• **YOUR ASSIGNMENT**
The answer must consist only of the lines from the line with "Insert a directed" to the line with "pub fn add_relationship(&mut", both included, exactly as they stand below.

——————————

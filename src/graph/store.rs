use crate::graph::{normalize_entity_id, Attributes, EntityAttributes, EntityType, Relationship};
use crate::ingest::ContentRecord;
use crate::nlp::TextAnalyzer;
use crate::search::{Metadata, VectorIndex};
use indexmap::IndexMap;
use serde::Serialize;
use serde_json::json;
use std::collections::{HashMap, HashSet};

#[derive(Debug, Clone)]
pub(super) struct Node {
    pub entity_type: EntityType,
    pub attributes: EntityAttributes,
}

#[derive(Debug, Clone, PartialEq, Eq, Hash)]
pub(super) struct EdgeKey {
    pub source: String,
    pub target: String,
    pub relation: String,
}

/// One neighbour of an entity. Incoming edges carry an `inverse_` prefix.
#[derive(Debug, Clone, PartialEq, Eq, Serialize)]
pub struct RelatedEntity {
    pub entity: String,
    pub relation: String,
}

/// A semantic search hit hydrated from the graph
#[derive(Debug, Clone, Serialize)]
pub struct SearchResult {
    pub entity: String,
    #[serde(rename = "type")]
    pub entity_type: EntityType,
    pub description: String,
    pub score: f32,
    pub related_entities: Vec<RelatedEntity>,
}

#[derive(Debug, Clone, Serialize)]
pub struct EntityInfo {
    pub entity: String,
    #[serde(rename = "type")]
    pub entity_type: EntityType,
    pub attributes: EntityAttributes,
    pub related_entities: Vec<RelatedEntity>,
    /// Distinct successor nodes
    pub neighbors_count: usize,
}

/// What one `add_content` call inserted
#[derive(Debug, Clone, Copy, Default, PartialEq, Eq, Serialize)]
pub struct IngestCounts {
    pub entities: usize,
    pub relationships: usize,
}

/// Directed multigraph keyed by entity id, with edges keyed by
/// `(source, target, relation)`.
///
/// Every described entity is mirrored into the owned `VectorIndex` as
/// `"{id} {type} {description}"`, so `semantic_search` ranks entities by
/// their description.
pub struct KnowledgeGraph {
    nodes: IndexMap<String, Node>,
    edges: IndexMap<EdgeKey, Attributes>,
    outgoing: HashMap<String, Vec<(String, String)>>,
    incoming: HashMap<String, Vec<(String, String)>>,
    index: VectorIndex,
}

impl KnowledgeGraph {
    pub fn new(index: VectorIndex) -> Self {
        Self {
            nodes: IndexMap::new(),
            edges: IndexMap::new(),
            outgoing: HashMap::new(),
            incoming: HashMap::new(),
            index,
        }
    }

    pub fn index(&self) -> &VectorIndex {
        &self.index
    }

    pub fn index_mut(&mut self) -> &mut VectorIndex {
        &mut self.index
    }

    /// Insert or replace an entity and re-embed its description.
    ///
    /// Attributes are replaced wholesale; existing relationships are kept.
    /// An embedding failure is logged and leaves the node in place.
    pub async fn add_entity(&mut self, entity_id: &str, entity_type: EntityType, attributes: EntityAttributes) {
        let text = format!("{} {} {}", entity_id, entity_type, attributes.description);

        let mut metadata = Metadata::new();
        metadata.insert("type".to_string(), json!(entity_type.as_str()));
        if let Some(url) = &attributes.source_url {
            metadata.insert("source_url".to_string(), json!(url));
        }

        self.nodes.insert(
            entity_id.to_string(),
            Node {
                entity_type,
                attributes,
            },
        );

        if let Err(e) = self.index.add_document(entity_id, &text, Some(metadata)).await {
            log::warn!("Failed to index entity {}: {}", entity_id, e);
        }
    }

    /// Insert a directed edge. Missing endpoints are created as `Unknown`
    /// entities (not embedded). A repeated triple replaces the attributes.
    pub fn add_relationship(&mut self, source: &str, target: &str, relation: &str, attributes: Attributes) {
        for endpoint in [source, target] {
            if !self.nodes.contains_key(endpoint) {
                log::debug!("Creating placeholder entity {}", endpoint);
                self.nodes.insert(
                    endpoint.to_string(),
                    Node {
                        entity_type: EntityType::Unknown,
                        attributes: EntityAttributes::default(),
                    },
                );
            }
        }

        let key = EdgeKey {
            source: source.to_string(),
            target: target.to_string(),
            relation: relation.to_string(),
        };

        if self.edges.insert(key, attributes).is_none() {
            self.outgoing
                .entry(source.to_string())
                .or_default()
                .push((target.to_string(), relation.to_string()));
            self.incoming
                .entry(target.to_string())
                .or_default()
                .push((source.to_string(), relation.to_string()));
        }
    }

    /// Re-embed every typed entity, e.g. after restoring a snapshot without
    /// its index file. Returns the number of entities submitted.
    pub async fn reindex(&mut self) -> usize {
        let entities: Vec<(String, EntityType, EntityAttributes)> = self
            .nodes
            .iter()
            .filter(|(_, node)| node.entity_type != EntityType::Unknown)
            .map(|(id, node)| (id.clone(), node.entity_type, node.attributes.clone()))
            .collect();

        let count = entities.len();
        for (id, entity_type, attributes) in entities {
            self.add_entity(&id, entity_type, attributes).await;
        }
        log::info!("Re-indexed {} entities", count);
        count
    }

    /// Extract entities and relationships from a scraped page and upsert them.
    ///
    /// Never fails: the counts report what was inserted.
    pub async fn add_content(&mut self, record: &ContentRecord, analyzer: &TextAnalyzer) -> IngestCounts {
        let mut counts = IngestCounts::default();
        let source = record.url.as_deref().unwrap_or("unknown source");

        for entity in analyzer.extract_entities(&record.text) {
            let entity_id = normalize_entity_id(&entity.text);
            if entity_id.is_empty() {
                continue;
            }
            let attributes = EntityAttributes {
                description: format!("Entity from {}", source),
                source_url: record.url.clone(),
                confidence: Some(entity.confidence),
                extra: Attributes::new(),
            };
            self.add_entity(&entity_id, EntityType::from_label(&entity.label), attributes)
                .await;
            counts.entities += 1;
        }

        for rel in analyzer.extract_relationships(&record.text) {
            self.add_relationship(
                &normalize_entity_id(&rel.source),
                &normalize_entity_id(&rel.target),
                &rel.relation,
                Attributes::new(),
            );
            counts.relationships += 1;
        }

        log::debug!(
            "Added {} entities and {} relationships from {}",
            counts.entities,
            counts.relationships,
            source
        );
        counts
    }

    /// One-hop neighbourhood: outgoing `(target, relation)` first, then
    /// incoming `(source, inverse_relation)`. Empty for unknown entities.
    pub fn find_related_entities(&self, entity: &str) -> Vec<RelatedEntity> {
        let outgoing = self.outgoing.get(entity).into_iter().flatten().map(|(target, relation)| {
            RelatedEntity {
                entity: target.clone(),
                relation: relation.clone(),
            }
        });
        let incoming = self.incoming.get(entity).into_iter().flatten().map(|(source, relation)| {
            RelatedEntity {
                entity: source.clone(),
                relation: format!("inverse_{}", relation),
            }
        });
        outgoing.chain(incoming).collect()
    }

    /// Rank entities by description similarity and attach their neighbours.
    ///
    /// Index hits without a graph node are skipped.
    pub async fn semantic_search(&self, query: &str, top_k: usize) -> Vec<SearchResult> {
        self.index
            .search(query, top_k)
            .await
            .into_iter()
            .filter_map(|hit| {
                let node = self.nodes.get(&hit.doc_id)?;
                Some(SearchResult {
                    related_entities: self.find_related_entities(&hit.doc_id),
                    entity: hit.doc_id,
                    entity_type: node.entity_type,
                    description: node.attributes.description.clone(),
                    score: hit.score,
                })
            })
            .collect()
    }

    pub fn get_entity_info(&self, entity: &str) -> Option<EntityInfo> {
        let node = self.nodes.get(entity)?;
        let neighbors_count = self
            .successors(entity)
            .map(|(target, _)| target.as_str())
            .collect::<HashSet<_>>()
            .len();

        Some(EntityInfo {
            entity: entity.to_string(),
            entity_type: node.entity_type,
            attributes: node.attributes.clone(),
            related_entities: self.find_related_entities(entity),
            neighbors_count,
        })
    }

    pub fn entity_type(&self, entity: &str) -> Option<EntityType> {
        self.nodes.get(entity).map(|n| n.entity_type)
    }

    pub fn contains_entity(&self, entity: &str) -> bool {
        self.nodes.contains_key(entity)
    }

    pub fn entity_ids(&self) -> impl Iterator<Item = &str> {
        self.nodes.keys().map(String::as_str)
    }

    pub fn get_entity_count(&self) -> usize {
        self.nodes.len()
    }

    pub fn get_relationship_count(&self) -> usize {
        self.edges.len()
    }

    /// Entity counts per type, in first-seen type order.
    pub fn type_counts(&self) -> IndexMap<EntityType, usize> {
        let mut counts = IndexMap::new();
        for node in self.nodes.values() {
            *counts.entry(node.entity_type).or_insert(0) += 1;
        }
        counts
    }

    pub(super) fn successors<'a>(&'a self, entity: &str) -> impl Iterator<Item = &'a (String, String)> + 'a {
        self.outgoing.get(entity).into_iter().flatten()
    }

    pub(super) fn nodes(&self) -> impl Iterator<Item = (&String, &Node)> {
        self.nodes.iter()
    }

    pub(super) fn relationships(&self) -> impl Iterator<Item = Relationship> + '_ {
        self.edges.iter().map(|(key, attributes)| Relationship {
            source: key.source.clone(),
            target: key.target.clone(),
            relation: key.relation.clone(),
            attributes: attributes.clone(),
        })
    }

    /// Drop all nodes and edges. The vector index is left as is.
    pub(super) fn clear_structure(&mut self) {
        self.nodes.clear();
        self.edges.clear();
        self.outgoing.clear();
        self.incoming.clear();
    }

    /// Insert a node without touching the vector index.
    pub(super) fn insert_node(&mut self, entity_id: String, node: Node) {
        self.nodes.insert(entity_id, node);
    }
}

——————————

• **ANSWER FOR THE TASK**
    /// Insert a directed edge. Missing endpoints are created as `Unknown`
    /// entities (not embedded). A repeated triple replaces the attributes.
    pub fn add_relationship(&mut self, source: &str, target: &str, relation: &str, attributes: Attributes) {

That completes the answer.